Consiglia invece il semplice, sublime metodo del canto del maha-mantra Hare Krishna, pratica centrale del Bhakti Yoga, che può essere praticato ovunque, anche in un’abitazione al centro di una città.
“Il Bhakti Yoga, la via del puro amore per Dio, senza ombra di azione interessata o di speculazione filosofica, costituisce la tappa finale dello yoga e si pratica con l’abbandono di sé a Dio, Shri Krishna, attraverso le nove attività devozionali (ascoltare ciò che riguarda il Signore, glorificarLo e offrirGli canti, ricordarsi sempre di Lui, servire i Suoi piedi di loto, adoraLo, offrirGli preghiere, servirLo, essere legati a Lui da un rapporto di Amicizia, abbandonarsi completamente a Lui) e sotto la guida di un maestro spirituale” (Sua Divina Grazia A.C. Bhaktivedanta Swami Prabhupada, Glossario della “Bhagavad-gita così com’è”).

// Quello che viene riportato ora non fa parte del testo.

//! Error Types
//!
//! This module defines the error types used throughout the viewer.
//!
//! # Overview
//!
//! The main error type [`Error`] groups every failure mode:
//! - GPU initialization and window-system failures
//! - Asset loading errors ([`AssetError`])
//! - Pass chain configuration errors ([`ChainError`])
//! - Configuration parsing and I/O errors
//!
//! Most of these never reach the frame loop. Asset failures are absorbed by the
//! load tracker (they still count toward completion), an inconclusive capability
//! probe falls back to the standard surface, and degenerate viewports are clamped.
//! Only construction-time problems are surfaced as `Err`.
//!
//! # Usage
//!
//! ```rust,ignore
//! use lumen::errors::{Error, Result};
//!
//! fn build() -> Result<()> {
//!     let chain = PassChain::new(&mut backend, plan, viewport, passes)?;
//!     Ok(())
//! }
//! ```

use thiserror::Error;

/// The main error type for the viewer.
#[derive(Error, Debug)]
pub enum Error {
    // ========================================================================
    // GPU & Rendering Errors
    // ========================================================================
    /// Failed to request a compatible GPU adapter.
    #[error("Failed to request WGPU adapter: {0}")]
    AdapterRequestFailed(String),

    /// Failed to create the GPU device.
    #[error("Failed to create WGPU device: {0}")]
    DeviceCreateFailed(#[from] wgpu::RequestDeviceError),

    /// Failed to create the presentation surface.
    #[error("Failed to create surface: {0}")]
    SurfaceCreateFailed(#[from] wgpu::CreateSurfaceError),

    /// Window system error.
    #[error("Window system error: {0}")]
    WindowError(#[from] raw_window_handle::HandleError),

    /// Event loop error (winit).
    #[cfg(feature = "winit")]
    #[error("Event loop error: {0}")]
    EventLoopError(#[from] winit::error::EventLoopError),

    // ========================================================================
    // Domain Errors
    // ========================================================================
    /// Asset loading error.
    #[error(transparent)]
    Asset(#[from] AssetError),

    /// Pass chain configuration error.
    #[error(transparent)]
    Chain(#[from] ChainError),

    // ========================================================================
    // Configuration & I/O
    // ========================================================================
    /// Settings could not be parsed.
    #[error("Settings parse error: {0}")]
    SettingsParse(#[from] serde_json::Error),

    /// File I/O error.
    #[error("IO error: {0}")]
    Io(#[from] std::io::Error),
}

/// Errors raised while loading or tracking assets.
///
/// None of these stop the loading session: a failed resource is still counted
/// toward completion by the tracker and reported through its event stream.
#[derive(Error, Debug, Clone, PartialEq, Eq)]
pub enum AssetError {
    /// The resource could not be read.
    #[error("Failed to read {path}: {reason}")]
    Io {
        /// Path relative to the loader root
        path: String,
        /// Underlying I/O message
        reason: String,
    },

    /// The bytes could not be decoded.
    #[error("Failed to decode {label}: {reason}")]
    Decode {
        /// Resource label
        label: String,
        /// Decoder message
        reason: String,
    },

    /// Cube map faces disagree in size.
    #[error("Cube map error: {0}")]
    CubeMap(String),

    /// The loading session already started settling; the total is fixed.
    #[error("Loading session is sealed; cannot register '{0}'")]
    SessionSealed(String),

    /// A background task died before it could report.
    #[error("Task join error: {0}")]
    TaskJoin(String),
}

/// Pass chain configuration and mutation errors.
#[derive(Error, Debug, Clone, PartialEq, Eq)]
pub enum ChainError {
    /// Two passes are marked terminal.
    #[error("Pass '{second}' is marked terminal but '{first}' already is")]
    DuplicateTerminalPass {
        /// The terminal pass already in the chain
        first: String,
        /// The rejected pass
        second: String,
    },

    /// A pass with the same name already exists.
    #[error("Duplicate pass name '{0}'")]
    DuplicatePassName(String),

    /// Insert position is invalid (element 0 is reserved for the scene pass).
    #[error("Insert position {position} out of range 1..={len}")]
    PositionOutOfRange {
        /// Requested position
        position: usize,
        /// Current chain length
        len: usize,
    },

    /// The chain has no scene pass to start from.
    #[error("Pass chain requires a scene pass at position 0")]
    MissingScenePass,

    /// The scene pass feeds every other pass and cannot be switched off.
    #[error("Scene pass '{0}' cannot be disabled")]
    SceneAlwaysEnabled(String),

    /// No pass with this name.
    #[error("Unknown pass '{0}'")]
    UnknownPass(String),

    /// The pass has no uniform with this name.
    #[error("Pass '{pass}' has no uniform '{uniform}'")]
    UnknownUniform {
        /// Pass name
        pass: String,
        /// Uniform name
        uniform: String,
    },

    /// The new value has a different type than the existing uniform.
    #[error("Uniform '{pass}.{uniform}' expects {expected}, got {actual}")]
    UniformTypeMismatch {
        /// Pass name
        pass: String,
        /// Uniform name
        uniform: String,
        /// Existing variant
        expected: &'static str,
        /// Rejected variant
        actual: &'static str,
    },
}

/// Alias for `Result<T, Error>`.
pub type Result<T> = std::result::Result<T, Error>;
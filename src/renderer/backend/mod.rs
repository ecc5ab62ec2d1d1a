//! Render Backends
//!
//! The pass chain is written against [`RenderBackend`], which owns the screen
//! (base renderer surface), creates intermediate surfaces and knows how to run
//! each effect:
//!
//! - [`CpuBackend`]: software RGBA float images. Deterministic, needs no GPU,
//!   used by the test-suite and headless tooling.
//! - [`GpuBackend`]: wgpu textures and full-screen pipelines presenting to a
//!   window surface.
//!
//! # Frame protocol
//!
//! ```text
//! begin_frame() ──► [clear / draw_background / draw_mesh / apply_effect / composite_overlay]* ──► end_frame()
//! ```
//!
//! Scene content (cube maps and meshes) is uploaded once into backend handles
//! and then drawn by the host's [`SceneSource`](crate::renderer::SceneSource).
//!
//! Every drawing call receives a [`PassTarget`], which is either one of the
//! chain's intermediate surfaces or the screen.

pub mod cpu;
pub mod gpu;

pub use cpu::{CpuBackend, CpuImage, CpuSurface};
pub use gpu::{GpuBackend, GpuSurface};

use glam::{Mat4, Vec3, Vec4};

use crate::assets::{MeshData, TextureData};
use crate::renderer::effects::EffectParams;
use crate::renderer::surface::SurfaceDescriptor;

/// Key light of [`RenderBackend::draw_mesh`], not normalised.
pub const MESH_LIGHT_DIR: Vec3 = Vec3::new(0.5, 1.0, 0.25);

/// Flat two-sided shading of a face with world-space `normal`.
#[must_use]
pub fn mesh_shade(color: Vec4, normal: Vec3) -> Vec4 {
    let k = 0.3 + 0.7 * normal.dot(MESH_LIGHT_DIR.normalize()).abs();
    (color.truncate() * k).extend(color.w)
}

/// Destination of a drawing operation.
pub enum PassTarget<'a, S> {
    /// One of the chain's intermediate surfaces.
    Surface(&'a mut S),
    /// The visible display.
    Screen,
}

/// Storage and execution backend of the pass chain.
pub trait RenderBackend {
    /// Backend-specific intermediate surface.
    type Surface;
    /// Uploaded six-face environment map.
    type CubeMap;
    /// Uploaded triangle mesh.
    type Mesh;

    /// Allocates a new surface. Surfaces are never resized in place.
    fn create_surface(&mut self, desc: &SurfaceDescriptor) -> Self::Surface;

    /// Resizes the base renderer surface (the screen), in device pixels.
    fn resize_output(&mut self, width: u32, height: u32);

    /// Current screen size in device pixels.
    fn output_size(&self) -> (u32, u32);

    /// Prepares a new frame. Returns `false` if the frame must be skipped
    /// (e.g. the swap chain image could not be acquired).
    fn begin_frame(&mut self) -> bool;

    /// Submits and presents the frame.
    fn end_frame(&mut self);

    /// Fills the target with a solid color.
    fn clear(&mut self, color: Vec4, target: PassTarget<'_, Self::Surface>);

    /// Runs one full-screen effect reading `input`.
    fn apply_effect(
        &mut self,
        effect: &EffectParams,
        input: &Self::Surface,
        target: PassTarget<'_, Self::Surface>,
    );

    /// Blends a flat color over the target using `color.w` as alpha.
    fn composite_overlay(&mut self, color: Vec4, target: PassTarget<'_, Self::Surface>);

    /// Uploads cube faces in `+X, -X, +Y, -Y, +Z, -Z` order.
    fn upload_cube_map(&mut self, faces: &[TextureData; 6]) -> Self::CubeMap;

    fn upload_mesh(&mut self, mesh: &MeshData) -> Self::Mesh;

    /// Fills the target with the cube map seen along each pixel's view ray.
    /// `inverse_view_projection` maps far-plane clip positions to directions
    /// (see [`PerspectiveCamera::background_matrix`](crate::scene::PerspectiveCamera::background_matrix)).
    fn draw_background(
        &mut self,
        cube: &Self::CubeMap,
        inverse_view_projection: Mat4,
        target: PassTarget<'_, Self::Surface>,
    );

    /// Draws a depth-tested mesh over the target with flat hemisphere
    /// lighting in `color`.
    fn draw_mesh(
        &mut self,
        mesh: &Self::Mesh,
        view_projection: Mat4,
        color: Vec4,
        target: PassTarget<'_, Self::Surface>,
    );
}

Krishna nella Bhagavad-gita afferma che, praticando il bhakti-yoga, si possono ottenere tutti i risultati realizzati praticando qualunque altro tipo di yoga. Lo Srimad-Bhagavatam (12.3.52) a sua volta ribadisce: “Qualsiasi risultato si poteva ottenere nel Satya-yuga con la meditazione su Vishnu, nel Treta-yuga con il compimento di sacrifici e nel Dvapara-yuga con il servizio ai piedi di loto del Signore, può essere ottenuto nel Kali-yuga col semplice canto del maha-mantra Hare Krishna.”
Lo stesso Patanjali, intuendo la complessità del suo metodo per l’uomo del Kali-yuga, enuncia un sutra emblematico, il XXIII del Samadhi Pada: ishwara pranidhanad va = “Oppure (il samadhi può essere ottenuto) praticando l’abbandono a Dio”.
Scrive Marco Ferrini in “Psicologia dello Yoga”: “Il samadhi può anche manifestarsi non necessariamente come il frutto di una metodologia rigorosa ma spontaneamente, causato dall’Amore per Dio (bhakti). Il samadhi di cui si parla in questo sutra non segue la gradualità descritta in precedenza. Patanjali si riferisce all’abbandono cosciente a Dio, frutto di una ricerca costante e continua, di una raccolta di tutte le migliori risorse che una persona può offrire all’Essere Supremo”.
Gli ashtanga-yogi si sforzano di attraversare l’oceano della sofferenza materiale con le proprie forze ma non hanno alcuna garanzia di riuscirci. Colui che si arrende a Krishna può invece facilmente accedere ad una visione superiore: “Questa Mia energia divina, costituita dalle tre influenze della natura materiale è difficile da superare, ma coloro che si abbandonano a Me ne varcano facilmente i limiti” (Bhagavad-gita 7.14).
Gli scritti vedici come la Bhagavad-gita, lo Srimad Bhagavatam e gli Yoga Sutra di Patanjali, come ormai riconosciuto da molti illustri studiosi occidentali di psicologia, descrivono in modo mirabilmente dettagliato le funzioni mentali, intellettive ed emotive delle anime incarnate, le cause delle sofferenze fisiche e psicologiche e i possibili rimedi da applicare.
Forniscono anche una conoscenza dettagliata della dimensione materiale sottile e alcune tecniche per sviluppare una coscienza più profonda e matura dell’esistenza umana e del suo vero scopo.
Nel 1975 a Perth, in Australia, Srila Prabhupada disse ad uno psichiatra che la mancanza della coscienza di Dio indicava una scarsa salute psicologica: “L’intera società umana, oggi in particolare, ha abbandonato la coscienza di Dio. Non sono interessati. Questa è la loro malattia. Perciò tutti hanno bisogno di cure. E la migliore delle cure è portarli a diventare coscienti di Krishna”.